In response to this pressure, the CCCB “unanimously and unequivocally opposes the performance of either euthanasia or assisted suicide (MAiD) within health organizations with a Catholic identity” and “opposes any efforts by governments or others to compel such facilities to perform MAiD in violation of Catholic teachings.” They said that committing euthanasia “would deeply betray the identity of these institutions as Catholic and would not be in keeping with the Church’s moral teachings on the sanctity of life and the dignity of the human person.”
The CCCB praised Catholic health care institutions for upholding “the moral position” in keeping with the Guidelines of the Health Ethics Guide of the Catholic Health Alliance of Canada.” When patients in a Catholic health care facility request to be killed by euthanasia, they are discharged and transferred to an alternative care centre.
The bishops affirmed “the provision of compassionate and high-quality care for all,” including comprehensive palliative care. Effective and timely palliative care “not only relieves pain, but also responds to patients’ existential, psychological, and spiritual needs and those of their families and caregivers.” The CCCB has developed an online toolkit, Horizons of Hope to promote the benefits of palliative care which can be utilized by individuals, parishes, and health care facilities.
The CCCB also called for more government spending on health care, arguing that scarcity of mental health care can cause the “discouragement and despair” that could lead to patients to request euthanasia for mental illness.
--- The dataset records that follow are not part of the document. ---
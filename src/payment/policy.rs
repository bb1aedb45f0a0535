//! Business rule deciding whether an account's credit card is expired.

use std::collections::HashSet;
use std::fmt;
use std::sync::Arc;

use super::messages::AccountId;
use crate::config::SagaConfig;

pub trait CardExpiryPolicy: Send + Sync {
    fn is_expired(&self, account_id: &AccountId) -> bool;
}

impl<F> CardExpiryPolicy for F
where
    F: Fn(&AccountId) -> bool + Send + Sync,
{
    fn is_expired(&self, account_id: &AccountId) -> bool {
        self(account_id)
    }
}

/// No card is ever expired.
#[derive(Debug, Clone, Copy, Default)]
pub struct NeverExpired;

impl CardExpiryPolicy for NeverExpired {
    fn is_expired(&self, _account_id: &AccountId) -> bool {
        false
    }
}

/// Cards of a fixed set of accounts are expired.
#[derive(Debug, Clone, Default)]
pub struct ExpiredAccounts {
    accounts: HashSet<String>,
}

impl ExpiredAccounts {
    pub fn new<I, T>(accounts: I) -> Self
    where
        I: IntoIterator<Item = T>,
        T: Into<String>,
    {
        Self {
            accounts: accounts.into_iter().map(Into::into).collect(),
        }
    }
}

impl CardExpiryPolicy for ExpiredAccounts {
    fn is_expired(&self, account_id: &AccountId) -> bool {
        self.accounts.contains(account_id.as_str())
    }
}

/// Settings shared by all payment sagas.
#[derive(Clone)]
pub struct PaymentSettings {
    pub card_expiry: Arc<dyn CardExpiryPolicy>,
}

impl PaymentSettings {
    pub fn new(card_expiry: impl CardExpiryPolicy + 'static) -> Self {
        Self {
            card_expiry: Arc::new(card_expiry),
        }
    }

    /// Expired cards from `expired_card_accounts`.
    pub fn from_config(config: &SagaConfig) -> Self {
        if config.expired_card_accounts.is_empty() {
            Self::new(NeverExpired)
        } else {
            Self::new(ExpiredAccounts::new(
                config.expired_card_accounts.iter().cloned(),
            ))
        }
    }
}

impl Default for PaymentSettings {
    fn default() -> Self {
        Self::new(NeverExpired)
    }
}

impl fmt::Debug for PaymentSettings {
    fn fmt(&self, f: &mut fmt::Formatter<'_>) -> fmt::Result {
        f.debug_struct("PaymentSettings").finish_non_exhaustive()
    }
}
//! Outbound channels - the command, event and query buses a saga dispatches on.
//!
//! ```text
//! ┌──────────────────────────────────────────────────────────────┐
//! │                         Channels                             │
//! │   commands: dispatch(message, callback)   request/outcome    │
//! │   events:   publish(message)              fire-and-forget    │
//! │   queries:  query(message, response_type) request/response   │
//! └──────────────────────────────────────────────────────────────┘
//!          │                    │                     │
//!          ▼                    ▼                     ▼
//!   ┌────────────┐      ┌──────────────┐      ┌──────────────┐
//!   │  LocalBus  │      │ broker-backed│      │  RPC-backed  │
//!   │ (included) │      │  (external)  │      │  (external)  │
//!   └────────────┘      └──────────────┘      └──────────────┘
//! ```
//!
//! Command dispatch is asynchronous from the transport's point of view: the
//! bus takes ownership of a [`CommandCallback`] and invokes it whenever the
//! outcome is known, possibly from another thread.

#[cfg(feature = "local")]
mod local;

#[cfg(feature = "local")]
pub use local::LocalBus;

use std::sync::Arc;

use serde::{Deserialize, Serialize};
use thiserror::Error;

use crate::message::Message;
use crate::workflow::Failure;

/// A downstream command or query failed.
///
/// Not an orchestrator error: the failure is handed to the workflow so its
/// definition can branch (e.g. to a compensating path).
#[derive(Debug, Clone, PartialEq, Eq, Error, Serialize, Deserialize)]
#[error("{kind}: {message}")]
pub struct DispatchFailure {
    /// Failure classification (e.g. "InsufficientFunds").
    pub kind: String,
    pub message: String,
}

impl DispatchFailure {
    pub fn new(kind: impl Into<String>, message: impl Into<String>) -> Self {
        Self {
            kind: kind.into(),
            message: message.into(),
        }
    }
}

impl From<DispatchFailure> for Failure {
    fn from(failure: DispatchFailure) -> Self {
        Failure {
            kind: failure.kind,
            message: failure.message,
        }
    }
}

/// Completion callback for a dispatched command.
pub type CommandCallback = Box<dyn FnOnce(Result<(), DispatchFailure>) + Send>;

/// Channel for commands.
pub trait CommandBus: Send + Sync {
    /// Dispatch a command. `callback` must be invoked exactly once.
    fn dispatch(&self, command: Message, callback: CommandCallback);
}

/// Channel for events.
pub trait EventBus: Send + Sync {
    fn publish(&self, event: Message) -> Result<(), DispatchFailure>;
}

/// Channel for queries.
pub trait QueryBus: Send + Sync {
    /// Run a query and wait for its single response of type `response_type`.
    fn query(&self, query: Message, response_type: &str) -> Result<Message, DispatchFailure>;
}

/// The three channels a saga dispatches on.
#[derive(Clone)]
pub struct Channels {
    pub commands: Arc<dyn CommandBus>,
    pub events: Arc<dyn EventBus>,
    pub queries: Arc<dyn QueryBus>,
}

impl Channels {
    pub fn new(
        commands: Arc<dyn CommandBus>,
        events: Arc<dyn EventBus>,
        queries: Arc<dyn QueryBus>,
    ) -> Self {
        Self {
            commands,
            events,
            queries,
        }
    }

    /// Use one bus implementation for all three channels.
    pub fn from_bus<B>(bus: B) -> Self
    where
        B: CommandBus + EventBus + QueryBus + 'static,
    {
        let bus = Arc::new(bus);
        Self {
            commands: bus.clone(),
            events: bus.clone(),
            queries: bus,
        }
    }
}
The CCCB said its commitment “as Christians” is “to accompany the sick with care and love until natural death (which) is a direct response to the command of God and the example of our Lord: ‘Do not cast me off in the time of old age; do not forsake me when my strength is spent’ (Ps 71:9); “I was sick and you took care of me” (Mt 25:36).”
The statement follows a commitment to oppose euthanasia within Catholic health care institutions made at the CCCB’s September plenary meeting.
The statement was released hours after David Eby’s NDP government in B.C. announced it would build a euthanasia centre next to St. Paul’s Hospital in Vancouver, which is run by Providence Health Care. The new centre would be connected to the Catholic hospital through what critics are calling “a death corridor.” Vancouver Archbishop J. Michael Miller said the government’s directive “respects and preserves Providence’s policy of not allowing MAiD inside a Catholic health care facility.”
In Quebec, François Legault’s Coalition Avenir Québec government is trying to force St. Raphael Palliative Care Home and Day Centre, a Catholic hospice, to commit euthanasia. The centre has an agreement with the Archdiocese of Montreal to provide end-of-life care and never assisted-suicide.